Apresentada 37ª Volta ao Alentejo em Bicicleta. Conheça todos os pormenores (c/vídeo)

Foi esta terça-feira apresentada, em Montemor-o-Novo, a 37ª Volta ao Alentejo em Bicicleta, uma prova em que estão envolvidos 70% dos municípios alentejanos.

A prova que decorrerá entre 20 e 24 de Março promete um itinerário que o Alto e o Baixo Alentejo com o Litoral Alentejano e o Alentejo Central, regressando a Ponte de Sor após 26 anos de ausência.

Este ano, a CIMAC – Comunidade Intermunicipal do Alentejo Central, que delega a organização técnica na Podium Events, desafia o pelotão a partir de Montemor-o-Novo para percorrer pouco mais de 800 quilómetros de imponentes planícies, pejadas de oliveiras e sobreiros, interrompidas a espaços pelos suaves e ondulantes montes alentejanos, até culminar na cidade museu de Évora – onde será coroado pela 23ª vez o vencedor da “Alentejana”.

O contrarrelógio, que incrementou no ano passado o formato da “Alentejana”, veio para ficar. “Apesar de desfrutarmos de cerca de 30 mil quilómetros quadrados numa das mais belas regiões do país, o Alentejo, manifestamente plano – salvo no norte alentejano onde só estaremos um dia – acaba por necessitar, para incutir mais competitividade à prova, de um contrarrelógio individual” é a convicção do Diretor de Prova, Joaquim Gomes.

– 1ª Etapa – A edição de 2019 da “Alentejana” inaugura-se em Montemor-o-Novo. A etapa mais longa desta edição cruza o Alentejo Central a caminho de Moura, nesta edição a porta de entrada do Baixo Alentejo, onde vão terminar os 208,1 km da etapa. Com três metas volantes – Viana do Alentejo, Vidigueira e Reguengos de Monsaraz – e uma montanha de 4ª categoria no concelho de Portel, a conclusão da etapa acontece perto das 15h55.

– 2ª Etapa – Da vila raiana de Mértola partirá o segundo dia de competição que conduz o pelotão à Costa Alentejana, sem vislumbrar qualquer montanha. Os 182,2 km serão “animados” por três Metas Volantes – Castro Verde, Aljustrel e Porto Covo – até alcançar Odemira, perto das 16 horas.

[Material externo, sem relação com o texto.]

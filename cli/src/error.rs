//! Error types and result aliases for campus-auth.
//!
//! This module provides the error taxonomy shared by every authentication path:
//! - Transport failures that a consuming gateway may retry once
//! - Terminal protocol failures from the SSO bridge, each carrying the detail
//!   needed to diagnose it without retrying
//! - Device-flow outcomes that are not a token (consent, expiry, rejection)
//! - Ambient configuration and storage failures

use thiserror::Error;

/// Main error type for campus-auth operations.
///
/// Each variant includes a user-friendly message. Use
/// [`requires_reauth`](Self::requires_reauth) and [`is_retriable`](Self::is_retriable)
/// to decide how a caller should react.
#[derive(Error, Debug)]
pub enum AuthError {
    /// No usable credential is stored for the account.
    #[error("Not authenticated as '{account}'. Run 'campus-auth auth login --account {account}' first.")]
    NotAuthenticated {
        /// Account identifier that was looked up.
        account: String,
    },

    /// Network error during an HTTP request.
    #[error("Network error: {0}. Check your internet connection.")]
    Network(String),

    /// An individual HTTP request timed out.
    #[error("Request timed out. The server may be slow or unreachable. Try again later.")]
    Timeout,

    /// The SSO entry redirect landed somewhere other than the identity provider.
    #[error("Expected the identity provider at '{expected}', but the login redirect ended at {actual}")]
    ProtocolMismatch {
        /// Host that was expected.
        expected: String,
        /// URL that was actually reached.
        actual: String,
    },

    /// A page or response did not contain the structure we scrape for.
    #[error("Could not parse {what}: {detail}")]
    ParseError {
        /// What was being parsed.
        what: &'static str,
        /// Parser detail or raw fragment.
        detail: String,
    },

    /// The account is federated to a third identity system.
    #[error("Federated login is not supported (account redirects to {url}). Use the device-code login instead.")]
    FederationNotSupported {
        /// Federation redirect advertised by the identity provider.
        url: String,
    },

    /// The identity provider rejected the credentials.
    #[error("Identity provider rejected the sign-in ({code}): {description}")]
    AuthFailed {
        /// Provider error code (e.g. `AADSTS50126`).
        code: String,
        /// Human readable description from the page.
        description: String,
    },

    /// The tenant demands an interactive challenge we cannot script.
    #[error("The sign-in requires an interactive challenge ({challenge}) that cannot be completed headlessly. Use the device-code login instead.")]
    ChallengeNotSupported {
        /// Marker of the challenge page that was reached.
        challenge: String,
    },

    /// The SAML round trip did not land back on the platform.
    #[error("SSO flow did not complete. Final URL: {url}")]
    SsoIncomplete {
        /// URL the flow ended on.
        url: String,
    },

    /// A response had a status we do not know how to continue from.
    #[error("Unexpected response from {endpoint} (HTTP {status})")]
    UnexpectedResponse {
        /// Endpoint that answered.
        endpoint: String,
        /// HTTP status code.
        status: u16,
    },

    /// The platform's launch redirect carried no token.
    #[error("No token in the launch redirect: {location}")]
    NoTokenInRedirect {
        /// Redirect target that was inspected.
        location: String,
    },

    /// The decoded launch token did not have the expected shape.
    #[error("Unexpected launch token format: {fragment}")]
    MalformedToken {
        /// Leading fragment of the decoded value.
        fragment: String,
    },

    /// The tenant requires an administrator to consent to the client.
    #[error("Admin consent is required for this application. Ask your IT admin to grant consent for the app, or set CAMPUS_AUTH_CLIENT_ID to a client ID that has been pre-approved in your tenant. Details: {description}")]
    ConsentRequired {
        /// Error description returned by the token endpoint.
        description: String,
    },

    /// The device code expired before the user completed authorization.
    #[error("Device authorization code expired. Please run 'campus-auth auth login' again and complete authorization within the time limit.")]
    DeviceCodeExpired,

    /// The token endpoint rejected the device code.
    #[error("Device code authorization failed: {code} - {description}")]
    DeviceFlowFailed {
        /// OAuth2 error code.
        code: String,
        /// OAuth2 error description.
        description: String,
    },

    /// Failed to read or write the credential file.
    #[error("Failed to access credential storage: {0}. Check the file permissions.")]
    CredentialStorage(String),

    /// General configuration error.
    #[error("Configuration error: {0}")]
    Config(String),

    /// Failed to read configuration file.
    #[error("Failed to read configuration file: {0}. Check file permissions and format.")]
    ConfigRead(String),

    /// IO operation failed.
    #[error("IO error: {0}")]
    Io(#[from] std::io::Error),

    /// JSON serialization/deserialization failed.
    #[error("Data serialization error: {0}. This may indicate corrupted data.")]
    Serialization(String),

    /// URL parsing failed.
    #[error("Invalid URL: {0}")]
    InvalidUrl(#[from] url::ParseError),
}

impl AuthError {
    /// Checks if this error can be resolved by authenticating again.
    #[must_use]
    pub const fn requires_reauth(&self) -> bool {
        matches!(
            self,
            Self::NotAuthenticated { .. }
                | Self::DeviceCodeExpired
                | Self::AuthFailed { .. }
                | Self::SsoIncomplete { .. }
        )
    }

    /// Checks if this error is transient and the operation might succeed on retry.
    ///
    /// Only transport-level failures qualify. Every protocol failure is terminal.
    #[must_use]
    pub const fn is_retriable(&self) -> bool {
        matches!(self, Self::Network(_) | Self::Timeout)
    }
}

/// Result type alias using [`AuthError`].
pub type Result<T> = std::result::Result<T, AuthError>;

impl From<serde_json::Error> for AuthError {
    fn from(err: serde_json::Error) -> Self {
        Self::Serialization(format!("JSON error: {err}"))
    }
}

impl From<reqwest::Error> for AuthError {
    fn from(err: reqwest::Error) -> Self {
        if err.is_timeout() {
            Self::Timeout
        } else {
            Self::Network(err.to_string())
        }
    }
}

– 3ª Etapa – A terceira etapa despede-se do Litoral Alentejano a partir de Santiago do Cacém, de onde os corredores saem com destino a Mora. As Metas Volantes estão em Grândola, Vendas Novas e Arraiolos, e há duas contagens para o Prémio de Montanha, a primeira em Alcácer do Sal e a seguinte em Montemor-o-Novo, ambas de 4ª categoria.

O terceiro dia de competição cumpre-se após 176,5 km com chegada prevista à linha de meta pelo melhor horário às 15h48.

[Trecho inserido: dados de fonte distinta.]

//! Scripted SAML2 browser sign-in that recovers a platform mobile token.
//!
//! The run is a straight line of HTTP steps, each fed by the page the
//! previous one landed on:
//!
//! 1. Start SAML2 at the platform and land on the identity provider.
//! 2. Read the login page's `$Config`.
//! 3. Discover the credential type; federated accounts stop here.
//! 4. Post the password.
//! 5. Classify the result: error, "stay signed in?" interrupt, or onward.
//! 6. Post the SAML response form back to the platform, if present.
//! 7. Check that the platform was reached.
//! 8. Ask the mobile launch endpoint for a token redirect.
//! 9. Decode the token from the redirect target.
//!
//! Nothing is retried; the first failure ends the run.

use rand::Rng;
use reqwest::StatusCode;
use url::Url;

use crate::config::{HttpConfig, SsoConfig};
use crate::error::{AuthError, Result};
use crate::sso::context::{FlowContext, SsoSession};
use crate::sso::form::PostForm;
use crate::sso::mobile_token::DecodedMobileToken;
use crate::sso::page::{self, CredentialTypeResponse, PageConfig};

/// Hidden field that marks the SAML POST-binding form.
const SAML_RESPONSE_FIELD: &str = "SAMLResponse";

/// Drives the SAML2 sign-in for one platform and identity provider.
pub struct SamlBridge {
    sso: SsoConfig,
    http: HttpConfig,
}

impl SamlBridge {
    /// Create a bridge for the configured platform.
    #[must_use]
    pub const fn new(sso: SsoConfig, http: HttpConfig) -> Self {
        Self { sso, http }
    }

    /// Sign in as `username` and return the platform's mobile token.
    ///
    /// A fresh cookie session is created for the call and dropped when it
    /// returns, whatever the outcome.
    ///
    /// # Errors
    ///
    /// Returns the first terminal failure of the flow; see [`AuthError`].
    pub async fn recover_token(&self, username: &str, password: &str) -> Result<DecodedMobileToken> {
        let session = SsoSession::new(&self.http)?;

        let ctx = self.enter_identity_provider(session).await?;
        let config = PageConfig::extract(&ctx.body)?;
        let flow_token = self.discover_credential_type(&ctx, username, &config).await?;
        let ctx = self
            .submit_password(ctx, &config, username, password, &flow_token)
            .await?;
        let ctx = self.pass_interrupt(ctx).await?;
        let ctx = Self::post_saml_response(ctx).await?;

        if !ctx.is_on(&self.sso.platform_url) {
            return Err(AuthError::SsoIncomplete {
                url: ctx.current_url.to_string(),
            });
        }

        let location = self.launch_mobile(&ctx).await?;
        let raw = page::redirect_token(&location)
            .ok_or_else(|| AuthError::NoTokenInRedirect {
                location: location.clone(),
            })?;

        let token = DecodedMobileToken::decode(raw)?;
        tracing::debug!(
            site_signature = %token.passport,
            has_private_token = token.private_token.is_some(),
            "Decoded launch token"
        );
        tracing::info!("Recovered platform token via SSO");
        Ok(token)
    }

    async fn enter_identity_provider(&self, session: SsoSession) -> Result<FlowContext> {
        let mut url = self.platform_endpoint("auth/saml2/login.php")?;
        url.set_query(Some(&format!("wants&idp={}&passive=off", self.sso.idp_id)));
        tracing::debug!(%url, "Starting SAML2 login");

        let response = session.client().get(url).send().await?;
        let ctx = FlowContext::navigate(session, response).await?;

        if !ctx.is_on(&self.sso.identity_provider_url) {
            return Err(AuthError::ProtocolMismatch {
                expected: self
                    .sso
                    .identity_provider_url
                    .host_str()
                    .unwrap_or_default()
                    .to_string(),
                actual: ctx.current_url.to_string(),
            });
        }

        Ok(ctx)
    }

    /// Returns the flow token to continue with.
    async fn discover_credential_type(
        &self,
        ctx: &FlowContext,
        username: &str,
        config: &PageConfig,
    ) -> Result<String> {
        let url = self
            .sso
            .identity_provider_url
            .join("/common/GetCredentialType?mkt=en-US")?;
        tracing::debug!(%url, "Discovering credential type");

        let response = ctx
            .session
            .client()
            .post(url)
            .json(&serde_json::json!({
                "username": username,
                "flowToken": config.flow_token,
                "isOtherIdpSupported": true,
                "checkPhones": false,
            }))
            .send()
            .await?;

        let body = response.text().await?;
        let discovery: CredentialTypeResponse =
            serde_json::from_str(&body).map_err(|e| AuthError::ParseError {
                what: "credential type response",
                detail: e.to_string(),
            })?;

        if let Some(url) = discovery.federation_redirect() {
            return Err(AuthError::FederationNotSupported {
                url: url.to_string(),
            });
        }

        Ok(discovery
            .flow_token
            .unwrap_or_else(|| config.flow_token.clone()))
    }

    async fn submit_password(
        &self,
        ctx: FlowContext,
        config: &PageConfig,
        username: &str,
        password: &str,
        flow_token: &str,
    ) -> Result<FlowContext> {
        let url = self.resolve_post_url(&config.post_url)?;
        tracing::debug!(%url, "Submitting password");

        let response = ctx
            .session
            .client()
            .post(url)
            .form(&[
                ("login", username),
                ("loginfmt", username),
                ("passwd", password),
                ("type", "11"),
                ("LoginOptions", "3"),
                ("canary", config.canary()),
                ("ctx", config.context()),
                ("flowToken", flow_token),
                ("NewUser", "1"),
                ("fspost", "0"),
                ("i13", "0"),
                ("ps", "2"),
                ("i19", "16369"),
            ])
            .send()
            .await?;

        let ctx = FlowContext::navigate(ctx.session, response).await?;

        if let Some(failure) = page::auth_failure(&ctx.body) {
            return Err(failure.into());
        }

        Ok(ctx)
    }

    /// Answer a single "stay signed in?" interrupt with "yes".
    ///
    /// Any further interrupt or a multi-factor challenge is rejected.
    async fn pass_interrupt(&self, ctx: FlowContext) -> Result<FlowContext> {
        Self::reject_challenge(&ctx)?;
        if !page::is_interrupt(&ctx.body) {
            return Ok(ctx);
        }

        let config = PageConfig::extract(&ctx.body)?;
        let url = self.resolve_post_url(&config.post_url)?;
        tracing::debug!(%url, "Confirming stay-signed-in prompt");

        let response = ctx
            .session
            .client()
            .post(url)
            .form(&[
                ("LoginOptions", "1"),
                ("type", "28"),
                ("ctx", config.context()),
                ("flowToken", config.flow_token.as_str()),
                ("canary", config.canary()),
                ("i19", "2048"),
            ])
            .send()
            .await?;

        let ctx = FlowContext::navigate(ctx.session, response).await?;

        Self::reject_challenge(&ctx)?;
        if page::is_interrupt(&ctx.body) {
            return Err(AuthError::ChallengeNotSupported {
                challenge: "repeated sign-in interrupt".to_string(),
            });
        }

        Ok(ctx)
    }

    fn reject_challenge(ctx: &FlowContext) -> Result<()> {
        match page::challenge_marker(&ctx.body) {
            Some(marker) => Err(AuthError::ChallengeNotSupported {
                challenge: marker.to_string(),
            }),
            None => Ok(()),
        }
    }

    async fn post_saml_response(ctx: FlowContext) -> Result<FlowContext> {
        let Some(form) = PostForm::extract_with_field(&ctx.body, SAML_RESPONSE_FIELD) else {
            if let Some(other) = PostForm::extract(&ctx.body) {
                tracing::debug!(action = other.action(), "Skipping POST form without a SAML response");
            } else {
                tracing::debug!("No SAML response form, continuing");
            }
            return Ok(ctx);
        };

        let url = ctx.current_url.join(form.action())?;
        tracing::debug!(%url, "Posting SAML response");

        let response = ctx
            .session
            .client()
            .post(url)
            .form(form.fields())
            .send()
            .await?;

        FlowContext::navigate(ctx.session, response).await
    }

    /// Returns the launch redirect's target.
    async fn launch_mobile(&self, ctx: &FlowContext) -> Result<String> {
        let url = self.platform_endpoint("admin/tool/mobile/launch.php")?;
        let passport = rand::thread_rng().gen::<u32>().to_string();
        tracing::debug!(%url, "Requesting mobile launch token");

        let response = ctx
            .session
            .no_redirect_client()
            .post(url.clone())
            .form(&[
                ("service", self.sso.service.as_str()),
                ("passport", passport.as_str()),
                ("urlscheme", self.sso.url_scheme.as_str()),
            ])
            .send()
            .await?;

        let status = response.status();
        if !is_redirect(status) {
            return Err(AuthError::UnexpectedResponse {
                endpoint: url.to_string(),
                status: status.as_u16(),
            });
        }

        Ok(response
            .headers()
            .get(http::header::LOCATION)
            .and_then(|v| v.to_str().ok())
            .unwrap_or_default()
            .to_string())
    }

    /// `relative` under the platform URL, keeping any path prefix it has.
    fn platform_endpoint(&self, relative: &str) -> Result<Url> {
        let mut base = self.sso.platform_url.clone();
        if !base.path().ends_with('/') {
            let dir = format!("{}/", base.path());
            base.set_path(&dir);
        }
        Ok(base.join(relative)?)
    }

    fn resolve_post_url(&self, post_url: &str) -> Result<Url> {
        if post_url.starts_with("http") {
            Ok(Url::parse(post_url)?)
        } else {
            Ok(self.sso.identity_provider_url.join(post_url)?)
        }
    }
}

fn is_redirect(status: StatusCode) -> bool {
    matches!(status.as_u16(), 301 | 302 | 303 | 307 | 308)
}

– 4ª Etapa  – O fim-de-semana começa em Ponte de Sor, que regressa ao convívio da “Alentejana” após 26 anos de ausência. O quarto dia de prova começa com uma etapa relativamente pequena mas com a exigência de duas montanhas, uma de 4ª categoria no Crato e a 5,4 km da meta uma contagem de 2ª categoria no Cabeço do Mouro. Antes da chegada a Portalegre, perto das 12h20, os corredores ainda têm a Meta Volante de Alter do Chão.

– 5ª Etapa – Contrarelógio – A jornada dupla de sábado tem no período da tarde o contrarrelógio de Castelo de Vide. A pitoresca vila, colocada no alto de um monte com muralhas medievais, proporciona uma muito decisiva luta contra o cronómetro de 8,4 km. À semelhança de 2018, arranca da variante à N246-1 para ascender à Ermida da Sr.ª da Penha, vencida a Serra de S. Paulo, para terminar junto ao Parque João José da Luz no centro urbano.

– 6ª Etapa – As derradeiras emoções da 37ª Volta ao Alentejo vivem-se a partir de Portalegre, de onde o pelotão parte para os 152 km finais, com Metas Volantes em Monforte, Borba e Redondo. A chegada e a entrega das camisolas, definitivos símbolos de líder, e do último Chapéu Alentejano acontece pelo quarto ano consecutivo na Praça do Giraldo, em Évora.